(PROBLEM STATEMENT):
Restrict the output to the lines below starting at the one that contains "pub fn debug_name(&self, id: ValueId)" and ending at the one that contains "into the exit", and restate them word for word, both ends included.

§ §

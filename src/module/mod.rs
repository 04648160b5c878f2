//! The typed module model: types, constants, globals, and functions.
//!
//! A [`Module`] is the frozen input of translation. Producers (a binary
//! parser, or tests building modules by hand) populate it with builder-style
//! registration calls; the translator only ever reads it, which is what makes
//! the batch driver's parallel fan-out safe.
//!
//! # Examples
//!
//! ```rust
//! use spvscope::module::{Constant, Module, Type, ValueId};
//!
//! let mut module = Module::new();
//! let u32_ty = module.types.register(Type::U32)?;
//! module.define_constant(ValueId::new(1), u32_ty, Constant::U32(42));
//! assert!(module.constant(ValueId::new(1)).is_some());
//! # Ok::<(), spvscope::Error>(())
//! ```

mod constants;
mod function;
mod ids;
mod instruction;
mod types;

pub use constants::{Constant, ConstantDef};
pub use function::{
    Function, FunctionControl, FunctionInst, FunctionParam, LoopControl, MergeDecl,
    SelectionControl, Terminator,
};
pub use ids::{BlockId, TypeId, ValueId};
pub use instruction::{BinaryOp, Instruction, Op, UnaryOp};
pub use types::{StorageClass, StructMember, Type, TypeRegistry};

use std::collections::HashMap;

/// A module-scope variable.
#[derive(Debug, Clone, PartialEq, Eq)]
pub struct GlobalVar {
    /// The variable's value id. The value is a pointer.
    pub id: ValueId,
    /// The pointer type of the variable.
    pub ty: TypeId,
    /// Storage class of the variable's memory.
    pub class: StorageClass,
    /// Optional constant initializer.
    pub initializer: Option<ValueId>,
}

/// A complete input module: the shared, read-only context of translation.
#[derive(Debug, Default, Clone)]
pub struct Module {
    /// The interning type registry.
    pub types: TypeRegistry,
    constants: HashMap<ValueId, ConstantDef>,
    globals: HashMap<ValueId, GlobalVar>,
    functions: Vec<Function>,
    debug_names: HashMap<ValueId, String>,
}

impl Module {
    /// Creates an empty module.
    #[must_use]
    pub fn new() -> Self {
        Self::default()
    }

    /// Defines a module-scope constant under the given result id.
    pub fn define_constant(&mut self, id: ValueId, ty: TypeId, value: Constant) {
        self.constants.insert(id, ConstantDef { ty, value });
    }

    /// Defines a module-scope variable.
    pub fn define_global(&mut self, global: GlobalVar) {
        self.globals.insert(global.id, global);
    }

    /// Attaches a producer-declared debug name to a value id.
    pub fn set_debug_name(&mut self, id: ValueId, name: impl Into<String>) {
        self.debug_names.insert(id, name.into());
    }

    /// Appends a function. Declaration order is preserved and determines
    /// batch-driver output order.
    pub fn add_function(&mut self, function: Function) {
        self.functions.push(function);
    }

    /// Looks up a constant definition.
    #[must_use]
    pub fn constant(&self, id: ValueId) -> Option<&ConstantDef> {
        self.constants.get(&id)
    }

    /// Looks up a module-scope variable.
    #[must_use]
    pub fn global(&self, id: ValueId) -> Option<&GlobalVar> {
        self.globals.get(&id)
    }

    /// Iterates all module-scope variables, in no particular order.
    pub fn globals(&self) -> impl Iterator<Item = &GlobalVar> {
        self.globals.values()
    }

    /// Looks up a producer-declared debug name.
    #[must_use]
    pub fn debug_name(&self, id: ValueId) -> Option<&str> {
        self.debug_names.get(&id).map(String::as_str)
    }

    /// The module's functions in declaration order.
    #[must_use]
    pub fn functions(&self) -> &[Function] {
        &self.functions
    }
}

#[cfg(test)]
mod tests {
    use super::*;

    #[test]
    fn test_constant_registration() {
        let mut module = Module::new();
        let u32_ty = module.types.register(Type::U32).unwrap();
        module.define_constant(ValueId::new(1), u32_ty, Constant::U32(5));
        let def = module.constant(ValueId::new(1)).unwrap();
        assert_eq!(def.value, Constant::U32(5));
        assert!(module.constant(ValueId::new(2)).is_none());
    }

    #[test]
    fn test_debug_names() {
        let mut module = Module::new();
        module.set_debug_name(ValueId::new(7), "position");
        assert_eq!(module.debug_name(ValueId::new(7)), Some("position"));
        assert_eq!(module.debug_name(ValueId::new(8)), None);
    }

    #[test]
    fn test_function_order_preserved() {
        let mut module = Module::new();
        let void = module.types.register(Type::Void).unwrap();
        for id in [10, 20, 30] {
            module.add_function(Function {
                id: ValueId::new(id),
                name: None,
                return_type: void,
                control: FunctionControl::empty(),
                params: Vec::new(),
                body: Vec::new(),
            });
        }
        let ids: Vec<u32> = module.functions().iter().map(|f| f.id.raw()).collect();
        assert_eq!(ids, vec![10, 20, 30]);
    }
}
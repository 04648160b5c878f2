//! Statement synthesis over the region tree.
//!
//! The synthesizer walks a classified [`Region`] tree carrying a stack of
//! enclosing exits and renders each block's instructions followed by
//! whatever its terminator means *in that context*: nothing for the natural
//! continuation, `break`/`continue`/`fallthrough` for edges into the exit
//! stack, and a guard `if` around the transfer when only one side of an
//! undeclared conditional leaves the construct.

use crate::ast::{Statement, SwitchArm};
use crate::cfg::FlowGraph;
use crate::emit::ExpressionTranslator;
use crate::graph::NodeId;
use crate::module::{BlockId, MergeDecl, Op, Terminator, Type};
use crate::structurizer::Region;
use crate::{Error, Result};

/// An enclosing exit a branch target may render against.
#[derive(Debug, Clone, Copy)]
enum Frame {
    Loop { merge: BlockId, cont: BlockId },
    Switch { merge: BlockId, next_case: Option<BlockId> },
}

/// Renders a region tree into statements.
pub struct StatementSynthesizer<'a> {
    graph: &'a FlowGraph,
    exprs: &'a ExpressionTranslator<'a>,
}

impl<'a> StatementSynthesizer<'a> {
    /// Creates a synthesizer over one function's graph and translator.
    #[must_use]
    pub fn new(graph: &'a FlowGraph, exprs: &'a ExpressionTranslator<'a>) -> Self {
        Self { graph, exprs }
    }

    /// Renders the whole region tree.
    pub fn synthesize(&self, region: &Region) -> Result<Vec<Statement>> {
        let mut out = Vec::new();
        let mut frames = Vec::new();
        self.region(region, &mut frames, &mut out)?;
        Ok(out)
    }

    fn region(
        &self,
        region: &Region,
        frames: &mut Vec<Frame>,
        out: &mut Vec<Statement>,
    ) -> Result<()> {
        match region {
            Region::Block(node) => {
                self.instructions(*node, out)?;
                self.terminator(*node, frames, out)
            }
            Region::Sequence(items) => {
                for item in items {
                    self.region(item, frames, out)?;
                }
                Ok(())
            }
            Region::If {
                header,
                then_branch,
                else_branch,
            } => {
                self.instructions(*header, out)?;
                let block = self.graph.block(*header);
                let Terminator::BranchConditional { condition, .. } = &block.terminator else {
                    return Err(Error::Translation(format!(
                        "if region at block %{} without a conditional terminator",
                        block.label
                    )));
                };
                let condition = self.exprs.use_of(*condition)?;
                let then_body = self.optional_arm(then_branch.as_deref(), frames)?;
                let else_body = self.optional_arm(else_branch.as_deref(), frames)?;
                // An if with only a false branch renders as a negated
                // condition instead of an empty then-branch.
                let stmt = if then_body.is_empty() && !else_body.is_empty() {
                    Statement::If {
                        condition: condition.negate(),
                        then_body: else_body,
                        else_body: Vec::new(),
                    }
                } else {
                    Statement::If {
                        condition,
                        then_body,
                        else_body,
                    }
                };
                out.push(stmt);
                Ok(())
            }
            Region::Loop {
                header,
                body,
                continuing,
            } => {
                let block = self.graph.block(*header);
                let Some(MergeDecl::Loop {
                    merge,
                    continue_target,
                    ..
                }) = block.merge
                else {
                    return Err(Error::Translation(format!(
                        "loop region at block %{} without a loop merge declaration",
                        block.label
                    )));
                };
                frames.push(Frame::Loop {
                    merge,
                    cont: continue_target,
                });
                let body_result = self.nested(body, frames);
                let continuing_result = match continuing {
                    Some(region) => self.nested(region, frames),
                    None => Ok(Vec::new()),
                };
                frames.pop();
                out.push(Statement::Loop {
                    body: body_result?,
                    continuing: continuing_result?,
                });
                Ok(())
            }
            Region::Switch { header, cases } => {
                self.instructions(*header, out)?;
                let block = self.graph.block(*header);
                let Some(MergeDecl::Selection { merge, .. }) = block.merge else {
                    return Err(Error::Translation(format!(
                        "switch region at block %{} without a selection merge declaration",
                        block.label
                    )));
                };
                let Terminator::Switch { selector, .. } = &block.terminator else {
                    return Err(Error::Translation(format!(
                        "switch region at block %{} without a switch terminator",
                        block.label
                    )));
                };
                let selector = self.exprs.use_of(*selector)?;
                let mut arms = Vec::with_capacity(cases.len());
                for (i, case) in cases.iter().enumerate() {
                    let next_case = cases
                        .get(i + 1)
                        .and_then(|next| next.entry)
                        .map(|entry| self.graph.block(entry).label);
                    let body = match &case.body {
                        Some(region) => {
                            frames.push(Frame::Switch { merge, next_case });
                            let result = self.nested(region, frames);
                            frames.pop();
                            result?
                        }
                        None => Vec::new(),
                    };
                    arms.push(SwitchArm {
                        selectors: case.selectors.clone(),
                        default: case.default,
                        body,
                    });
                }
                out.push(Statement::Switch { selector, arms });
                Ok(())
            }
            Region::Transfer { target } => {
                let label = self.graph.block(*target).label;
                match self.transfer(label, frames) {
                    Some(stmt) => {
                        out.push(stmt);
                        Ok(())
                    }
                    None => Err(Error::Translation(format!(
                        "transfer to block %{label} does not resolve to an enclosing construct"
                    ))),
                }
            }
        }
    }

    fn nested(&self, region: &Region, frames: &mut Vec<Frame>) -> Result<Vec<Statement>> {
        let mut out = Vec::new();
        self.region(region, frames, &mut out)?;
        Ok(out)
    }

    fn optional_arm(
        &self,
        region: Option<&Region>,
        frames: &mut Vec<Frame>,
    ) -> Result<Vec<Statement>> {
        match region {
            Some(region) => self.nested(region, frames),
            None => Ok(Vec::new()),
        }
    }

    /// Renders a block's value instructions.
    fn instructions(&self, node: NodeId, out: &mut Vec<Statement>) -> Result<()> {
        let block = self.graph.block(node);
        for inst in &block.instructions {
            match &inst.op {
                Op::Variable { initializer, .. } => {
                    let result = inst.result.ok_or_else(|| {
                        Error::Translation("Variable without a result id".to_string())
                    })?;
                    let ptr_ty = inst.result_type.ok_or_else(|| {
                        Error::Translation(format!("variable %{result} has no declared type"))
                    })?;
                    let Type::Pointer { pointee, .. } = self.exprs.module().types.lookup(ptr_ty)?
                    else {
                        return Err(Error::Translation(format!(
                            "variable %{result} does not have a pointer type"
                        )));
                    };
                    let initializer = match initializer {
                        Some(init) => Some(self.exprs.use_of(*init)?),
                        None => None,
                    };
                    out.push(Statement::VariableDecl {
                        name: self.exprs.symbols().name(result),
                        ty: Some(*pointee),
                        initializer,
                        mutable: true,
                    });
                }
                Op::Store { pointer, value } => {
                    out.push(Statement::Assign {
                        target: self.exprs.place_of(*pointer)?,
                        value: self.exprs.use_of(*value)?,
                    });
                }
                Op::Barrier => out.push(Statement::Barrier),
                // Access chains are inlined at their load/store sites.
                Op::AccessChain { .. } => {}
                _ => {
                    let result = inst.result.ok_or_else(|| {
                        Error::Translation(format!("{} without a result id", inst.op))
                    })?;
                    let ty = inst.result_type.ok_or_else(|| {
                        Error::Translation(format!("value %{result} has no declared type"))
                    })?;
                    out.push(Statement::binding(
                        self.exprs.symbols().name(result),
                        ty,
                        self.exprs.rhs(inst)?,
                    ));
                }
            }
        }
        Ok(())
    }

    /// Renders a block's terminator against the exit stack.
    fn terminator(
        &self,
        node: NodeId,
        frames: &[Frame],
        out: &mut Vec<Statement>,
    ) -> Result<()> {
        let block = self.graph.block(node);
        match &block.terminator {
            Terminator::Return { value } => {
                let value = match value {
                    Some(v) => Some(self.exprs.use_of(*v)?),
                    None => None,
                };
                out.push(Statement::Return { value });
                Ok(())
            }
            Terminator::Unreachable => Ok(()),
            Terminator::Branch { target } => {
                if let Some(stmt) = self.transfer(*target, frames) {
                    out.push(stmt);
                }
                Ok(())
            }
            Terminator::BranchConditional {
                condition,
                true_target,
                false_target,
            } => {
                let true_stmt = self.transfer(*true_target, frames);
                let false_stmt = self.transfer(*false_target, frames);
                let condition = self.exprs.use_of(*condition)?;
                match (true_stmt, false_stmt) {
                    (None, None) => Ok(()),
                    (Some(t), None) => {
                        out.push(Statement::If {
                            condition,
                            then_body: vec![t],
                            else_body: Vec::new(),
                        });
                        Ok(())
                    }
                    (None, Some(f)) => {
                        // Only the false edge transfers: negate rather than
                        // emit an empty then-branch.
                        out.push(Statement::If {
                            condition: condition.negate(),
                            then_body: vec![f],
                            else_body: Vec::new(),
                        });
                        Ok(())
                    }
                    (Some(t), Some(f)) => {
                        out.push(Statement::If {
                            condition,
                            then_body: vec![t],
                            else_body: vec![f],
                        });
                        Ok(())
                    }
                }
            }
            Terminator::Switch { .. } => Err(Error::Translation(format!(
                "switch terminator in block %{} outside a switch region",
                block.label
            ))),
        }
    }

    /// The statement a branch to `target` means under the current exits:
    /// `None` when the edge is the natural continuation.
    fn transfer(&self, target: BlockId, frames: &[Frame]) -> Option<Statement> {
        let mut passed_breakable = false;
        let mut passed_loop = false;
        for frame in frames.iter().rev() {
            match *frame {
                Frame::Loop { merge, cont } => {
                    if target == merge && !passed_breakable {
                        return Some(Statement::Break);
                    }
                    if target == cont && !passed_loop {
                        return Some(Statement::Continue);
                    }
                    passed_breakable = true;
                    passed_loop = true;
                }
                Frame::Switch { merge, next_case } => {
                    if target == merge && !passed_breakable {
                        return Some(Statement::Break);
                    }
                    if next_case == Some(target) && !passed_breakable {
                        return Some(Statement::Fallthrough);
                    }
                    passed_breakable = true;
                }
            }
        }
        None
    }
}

§ §

(YOUR RESPONSE):
    pub fn debug_name(&self, id: ValueId) -> Option<&str> {
        self.debug_names.get(&id).map(String::as_str)
    }

    /// The module's functions in declaration order.
    #[must_use]
    pub fn functions(&self) -> &[Function] {
        &self.functions
    }
}

#[cfg(test)]
mod tests {
    use super::*;

    #[test]
    fn test_constant_registration() {
        let mut module = Module::new();
        let u32_ty = module.types.register(Type::U32).unwrap();
        module.define_constant(ValueId::new(1), u32_ty, Constant::U32(5));
        let def = module.constant(ValueId::new(1)).unwrap();
        assert_eq!(def.value, Constant::U32(5));
        assert!(module.constant(ValueId::new(2)).is_none());
    }

    #[test]
    fn test_debug_names() {
        let mut module = Module::new();
        module.set_debug_name(ValueId::new(7), "position");
        assert_eq!(module.debug_name(ValueId::new(7)), Some("position"));
        assert_eq!(module.debug_name(ValueId::new(8)), None);
    }

    #[test]
    fn test_function_order_preserved() {
        let mut module = Module::new();
        let void = module.types.register(Type::Void).unwrap();
        for id in [10, 20, 30] {
            module.add_function(Function {
                id: ValueId::new(id),
                name: None,
                return_type: void,
                control: FunctionControl::empty(),
                params: Vec::new(),
                body: Vec::new(),
            });
        }
        let ids: Vec<u32> = module.functions().iter().map(|f| f.id.raw()).collect();
        assert_eq!(ids, vec![10, 20, 30]);
    }
}
repository 04648160b5c878f2
//! Statement synthesis over the region tree.
//!
//! The synthesizer walks a classified [`Region`] tree carrying a stack of
//! enclosing exits and renders each block's instructions followed by
//! whatever its terminator means *in that context*: nothing for the natural
//! continuation, `break`/`continue`/`fallthrough` for edges into the exit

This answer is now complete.